═════ SOURCE DATA

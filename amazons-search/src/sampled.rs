//! Sampled (Monte Carlo) expansion.
//!
//! Instead of walking every move, this strategy narrows each position's
//! move list with a randomly drawn tree policy, then recurses into a few
//! uniformly chosen branches down to a depth limit. Branch count and depth
//! are small at the start of a turn and grow between passes while time
//! remains, so the tree deepens where earlier passes already paid
//! attention.

use std::sync::Arc;

use rand::{Rng, SeedableRng};
use rand_chacha::ChaCha20Rng;
use tracing::trace;

use amazons_core::{generate_moves, EvalWeights, GameState};

use crate::cancel::CancelToken;
use crate::config::SearchConfig;
use crate::evaluator::{EvalItem, EvalQueue};
use crate::node::NodeId;
use crate::policy::{narrow, sample_distinct, PolicyDraw, PolicyError, TreePolicy};
use crate::store::GameTree;

pub struct SampledSearch {
    tree: Arc<GameTree>,
    queue: EvalQueue,
    weights: EvalWeights,
    draw: PolicyDraw,
    cancel: CancelToken,
    rng: ChaCha20Rng,
}

impl SampledSearch {
    pub fn new(
        tree: Arc<GameTree>,
        queue: EvalQueue,
        config: &SearchConfig,
        cancel: CancelToken,
        seed: u64,
    ) -> Result<SampledSearch, PolicyError> {
        Ok(SampledSearch {
            tree,
            queue,
            weights: config.eval_weights,
            draw: PolicyDraw::new(&config.policy_weights)?,
            cancel,
            rng: ChaCha20Rng::seed_from_u64(seed),
        })
    }

    /// One sampled pass from `board` with the given branch count and
    /// depth. Returns true when the pass ran to completion, false when it
    /// observed cancellation partway.
    pub fn run(&mut self, board: &GameState, branches: u32, depth: u32) -> bool {
        let (root, _) = self.tree.get_or_create(None, board);
        self.expand(board, root, branches, depth);
        !self.cancel.is_cancelled()
    }

    fn expand(&mut self, state: &GameState, node: NodeId, branches: u32, depth: u32) {
        if depth == 0 || self.cancel.is_cancelled() || state.is_terminal() {
            return;
        }
        let moves = generate_moves(state, state.turn_pieces());
        if moves.is_empty() {
            return;
        }

        // Narrow when the position is wide: score around half the list
        // (at least twice the branch count) and keep the best `branches`.
        let sample_size = moves.len() >> 1;
        let doubled = (branches << 1) as usize;
        let bound = doubled.max(sample_size.saturating_sub(doubled));
        let policy_sample = if bound > 0 {
            self.rng.gen_range(0..bound) + doubled
        } else {
            doubled
        };
        let kind = self.draw.draw(&mut self.rng);
        let moves = narrow(
            &self.tree,
            &self.queue,
            &self.weights,
            &mut self.rng,
            node,
            state,
            moves,
            TreePolicy::new(policy_sample, branches as usize, kind),
        );
        if moves.is_empty() {
            return;
        }

        // All siblings are linked before any of them is recursed into;
        // each subtree is then walked to completion in turn.
        let picks = sample_distinct(&mut self.rng, moves.len(), branches as usize);
        let mut jobs: Vec<(GameState, NodeId)> = Vec::with_capacity(picks.len());
        for index in picks {
            if self.cancel.is_cancelled() {
                break;
            }
            let mv = moves[index];
            let mut next = state.clone();
            if !next.apply(mv) {
                continue;
            }
            let (child, created) = self.tree.get_or_create(Some(mv), &next);
            self.tree.adopt(node, mv, child);
            if created {
                self.queue.append(EvalItem::new(next.clone(), child));
            }
            jobs.push((next, child));
        }
        trace!(
            ply = state.ply(),
            depth,
            branches = jobs.len(),
            kind = ?kind,
            "sampled expansion"
        );
        for (next, child) in jobs {
            self.expand(&next, child, branches, depth - 1);
        }
    }
}

#[cfg(test)]
mod tests {
    use super::*;
    use crate::evaluator::eval_channel;
    use amazons_core::{Position, Tile, TILE_COUNT};

    // White's queen on (1,1) has exactly two legal moves: step to (1,2),
    // then shoot either back onto (1,1) or diagonally to (2,3).
    fn two_move_position() -> GameState {
        let mut tiles = [Tile::Empty; TILE_COUNT];
        for row in 1..=10u8 {
            for col in 1..=10u8 {
                tiles[Position::new(row, col).index()] = Tile::Arrow;
            }
        }
        tiles[Position::new(1, 2).index()] = Tile::Empty;
        tiles[Position::new(2, 3).index()] = Tile::Empty;
        tiles[Position::new(1, 1).index()] = Tile::White;
        for (row, col) in [(10, 10), (10, 8), (8, 10)] {
            tiles[Position::new(row, col).index()] = Tile::White;
        }
        for (row, col) in [(5, 5), (5, 7), (7, 5), (7, 7)] {
            tiles[Position::new(row, col).index()] = Tile::Black;
        }
        GameState::from_tiles(tiles, 0).unwrap()
    }

    fn search_for(tree: &Arc<GameTree>, queue: EvalQueue) -> SampledSearch {
        SampledSearch::new(
            Arc::clone(tree),
            queue,
            &SearchConfig::default(),
            CancelToken::new(),
            42,
        )
        .unwrap()
    }

    #[test]
    fn test_expands_both_moves_when_fewer_than_branches() {
        let tree = Arc::new(GameTree::new());
        let (queue, receivers) = eval_channel();
        let mut search = search_for(&tree, queue);
        let board = two_move_position();
        assert_eq!(
            generate_moves(&board, board.turn_pieces()).len(),
            2
        );

        assert!(search.run(&board, 5, 1));
        // Both available moves expanded, capped by availability.
        let root = tree.get(&board).unwrap();
        assert_eq!(tree.node(root).unwrap().child_count(), 2);
        assert_eq!(tree.len(), 3);

        let mut enqueued = 0;
        while receivers.append.try_recv().is_ok() {
            enqueued += 1;
        }
        assert_eq!(enqueued, 2);
        assert!(receivers.expedite.try_recv().is_err());
    }

    #[test]
    fn test_depth_zero_is_a_no_op() {
        let tree = Arc::new(GameTree::new());
        let (queue, receivers) = eval_channel();
        let mut search = search_for(&tree, queue);

        assert!(search.run(&GameState::new_game(), 3, 0));
        assert_eq!(tree.len(), 1);
        assert!(receivers.append.try_recv().is_err());
    }

    #[test]
    fn test_cancelled_run_reports_unfinished() {
        let tree = Arc::new(GameTree::new());
        let (queue, _receivers) = eval_channel();
        let cancel = CancelToken::new();
        cancel.cancel();
        let mut search = SampledSearch::new(
            Arc::clone(&tree),
            queue,
            &SearchConfig::default(),
            cancel,
            42,
        )
        .unwrap();

        assert!(!search.run(&GameState::new_game(), 3, 2));
        // The root is seeded even when the pass is abandoned.
        assert_eq!(tree.len(), 1);
    }

    #[test]
    fn test_wide_position_is_narrowed_before_sampling() {
        let tree = Arc::new(GameTree::new());
        let (queue, _receivers) = eval_channel();
        let mut search = search_for(&tree, queue);
        let board = GameState::new_game();

        assert!(search.run(&board, 2, 1));
        let root = tree.get(&board).unwrap();
        let children = tree.node(root).unwrap().child_count();
        // Narrowing scores a subset of the 2176 moves and adopts what it
        // creates; at depth one nothing below the root exists yet.
        assert!(children >= 2);
        assert!(children < 2176);
        assert_eq!(tree.len(), children + 1);
    }

    #[test]
    fn test_deeper_pass_reaches_grandchildren() {
        let tree = Arc::new(GameTree::new());
        let (queue, _receivers) = eval_channel();
        let mut search = search_for(&tree, queue);
        let board = GameState::new_game();

        assert!(search.run(&board, 1, 2));
        let root = tree.get(&board).unwrap();
        let root_node = tree.node(root).unwrap();
        let deep = root_node
            .child_ids()
            .into_iter()
            .filter_map(|id| tree.node(id))
            .any(|child| child.child_count() > 0);
        assert!(deep);
    }
}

══════════

→ PROBLEM: Everything in the records is to be copied exactly.

→ WRITTEN ANSWER:
filename amazons-search/src/sampled.rs
//! Sampled (Monte Carlo) expansion.
//!
//! Instead of walking every move, this strategy narrows each position's
//! move list with a randomly drawn tree policy, then recurses into a few
//! uniformly chosen branches down to a depth limit. Branch count and depth
//! are small at the start of a turn and grow between passes while time
//! remains, so the tree deepens where earlier passes already paid
//! attention.

use std::sync::Arc;

use rand::{Rng, SeedableRng};
use rand_chacha::ChaCha20Rng;
use tracing::trace;

use amazons_core::{generate_moves, EvalWeights, GameState};

use crate::cancel::CancelToken;
use crate::config::SearchConfig;
use crate::evaluator::{EvalItem, EvalQueue};
use crate::node::NodeId;
use crate::policy::{narrow, sample_distinct, PolicyDraw, PolicyError, TreePolicy};
use crate::store::GameTree;

pub struct SampledSearch {
    tree: Arc<GameTree>,
    queue: EvalQueue,
    weights: EvalWeights,
    draw: PolicyDraw,
    cancel: CancelToken,
    rng: ChaCha20Rng,
}

impl SampledSearch {
    pub fn new(
        tree: Arc<GameTree>,
        queue: EvalQueue,
        config: &SearchConfig,
        cancel: CancelToken,
        seed: u64,
    ) -> Result<SampledSearch, PolicyError> {
        Ok(SampledSearch {
            tree,
            queue,
            weights: config.eval_weights,
            draw: PolicyDraw::new(&config.policy_weights)?,
            cancel,
            rng: ChaCha20Rng::seed_from_u64(seed),
        })
    }

    /// One sampled pass from `board` with the given branch count and
    /// depth. Returns true when the pass ran to completion, false when it
    /// observed cancellation partway.
    pub fn run(&mut self, board: &GameState, branches: u32, depth: u32) -> bool {
        let (root, _) = self.tree.get_or_create(None, board);
        self.expand(board, root, branches, depth);
        !self.cancel.is_cancelled()
    }

    fn expand(&mut self, state: &GameState, node: NodeId, branches: u32, depth: u32) {
        if depth == 0 || self.cancel.is_cancelled() || state.is_terminal() {
            return;
        }
        let moves = generate_moves(state, state.turn_pieces());
        if moves.is_empty() {
            return;
        }

        // Narrow when the position is wide: score around half the list
        // (at least twice the branch count) and keep the best `branches`.
        let sample_size = moves.len() >> 1;
        let doubled = (branches << 1) as usize;
        let bound = doubled.max(sample_size.saturating_sub(doubled));
        let policy_sample = if bound > 0 {
            self.rng.gen_range(0..bound) + doubled
        } else {
            doubled
        };
        let kind = self.draw.draw(&mut self.rng);
        let moves = narrow(
            &self.tree,
            &self.queue,
            &self.weights,
            &mut self.rng,
            node,
            state,
            moves,
            TreePolicy::new(policy_sample, branches as usize, kind),
        );
        if moves.is_empty() {
            return;
        }

        // All siblings are linked before any of them is recursed into;
        // each subtree is then walked to completion in turn.
        let picks = sample_distinct(&mut self.rng, moves.len(), branches as usize);
        let mut jobs: Vec<(GameState, NodeId)> = Vec::with_capacity(picks.len());
        for index in picks {
            if self.cancel.is_cancelled() {
                break;
            }
            let mv = moves[index];
            let mut next = state.clone();
            if !next.apply(mv) {
                continue;
            }
            let (child, created) = self.tree.get_or_create(Some(mv), &next);
            self.tree.adopt(node, mv, child);
            if created {
                self.queue.append(EvalItem::new(next.clone(), child));
            }
            jobs.push((next, child));
        }
        trace!(
            ply = state.ply(),
            depth,
            branches = jobs.len(),
            kind = ?kind,
            "sampled expansion"
        );
        for (next, child) in jobs {
            self.expand(&next, child, branches, depth - 1);
        }
    }
}

#[cfg(test)]
mod tests {
    use super::*;
    use crate::evaluator::eval_channel;
    use amazons_core::{Position, Tile, TILE_COUNT};

    // White's queen on (1,1) has exactly two legal moves: step to (1,2),
    // then shoot either back onto (1,1) or diagonally to (2,3).
    fn two_move_position() -> GameState {
        let mut tiles = [Tile::Empty; TILE_COUNT];
        for row in 1..=10u8 {
            for col in 1..=10u8 {
                tiles[Position::new(row, col).index()] = Tile::Arrow;
            }
        }
        tiles[Position::new(1, 2).index()] = Tile::Empty;
        tiles[Position::new(2, 3).index()] = Tile::Empty;
        tiles[Position::new(1, 1).index()] = Tile::White;
        for (row, col) in [(10, 10), (10, 8), (8, 10)] {
            tiles[Position::new(row, col).index()] = Tile::White;
        }
        for (row, col) in [(5, 5), (5, 7), (7, 5), (7, 7)] {
            tiles[Position::new(row, col).index()] = Tile::Black;
        }
        GameState::from_tiles(tiles, 0).unwrap()
    }

    fn search_for(tree: &Arc<GameTree>, queue: EvalQueue) -> SampledSearch {
        SampledSearch::new(
            Arc::clone(tree),
            queue,
            &SearchConfig::default(),
            CancelToken::new(),
            42,
        )
        .unwrap()
    }

    #[test]
    fn test_expands_both_moves_when_fewer_than_branches() {
        let tree = Arc::new(GameTree::new());
        let (queue, receivers) = eval_channel();
        let mut search = search_for(&tree, queue);
        let board = two_move_position();
        assert_eq!(
            generate_moves(&board, board.turn_pieces()).len(),
            2
        );

        assert!(search.run(&board, 5, 1));
        // Both available moves expanded, capped by availability.
        let root = tree.get(&board).unwrap();
        assert_eq!(tree.node(root).unwrap().child_count(), 2);
        assert_eq!(tree.len(), 3);

        let mut enqueued = 0;
        while receivers.append.try_recv().is_ok() {
            enqueued += 1;
        }
        assert_eq!(enqueued, 2);
        assert!(receivers.expedite.try_recv().is_err());
    }

    #[test]
    fn test_depth_zero_is_a_no_op() {
        let tree = Arc::new(GameTree::new());
        let (queue, receivers) = eval_channel();
        let mut search = search_for(&tree, queue);

        assert!(search.run(&GameState::new_game(), 3, 0));
        assert_eq!(tree.len(), 1);
        assert!(receivers.append.try_recv().is_err());
    }

    #[test]
    fn test_cancelled_run_reports_unfinished() {
        let tree = Arc::new(GameTree::new());
        let (queue, _receivers) = eval_channel();
        let cancel = CancelToken::new();
        cancel.cancel();
        let mut search = SampledSearch::new(
            Arc::clone(&tree),
            queue,
            &SearchConfig::default(),
            cancel,
            42,
        )
        .unwrap();

        assert!(!search.run(&GameState::new_game(), 3, 2));
        // The root is seeded even when the pass is abandoned.
        assert_eq!(tree.len(), 1);
    }

    #[test]
    fn test_wide_position_is_narrowed_before_sampling() {
        let tree = Arc::new(GameTree::new());
        let (queue, _receivers) = eval_channel();
        let mut search = search_for(&tree, queue);
        let board = GameState::new_game();

        assert!(search.run(&board, 2, 1));
        let root = tree.get(&board).unwrap();
        let children = tree.node(root).unwrap().child_count();
        // Narrowing scores a subset of the 2176 moves and adopts what it
        // creates; at depth one nothing below the root exists yet.
        assert!(children >= 2);
        assert!(children < 2176);
        assert_eq!(tree.len(), children + 1);
    }

    #[test]
    fn test_deeper_pass_reaches_grandchildren() {
        let tree = Arc::new(GameTree::new());
        let (queue, _receivers) = eval_channel();
        let mut search = search_for(&tree, queue);
        let board = GameState::new_game();

        assert!(search.run(&board, 1, 2));
        let root = tree.get(&board).unwrap();
        let root_node = tree.node(root).unwrap();
        let deep = root_node
            .child_ids()
            .into_iter()
            .filter_map(|id| tree.node(id))
            .any(|child| child.child_count() > 0);
        assert!(deep);
    }
}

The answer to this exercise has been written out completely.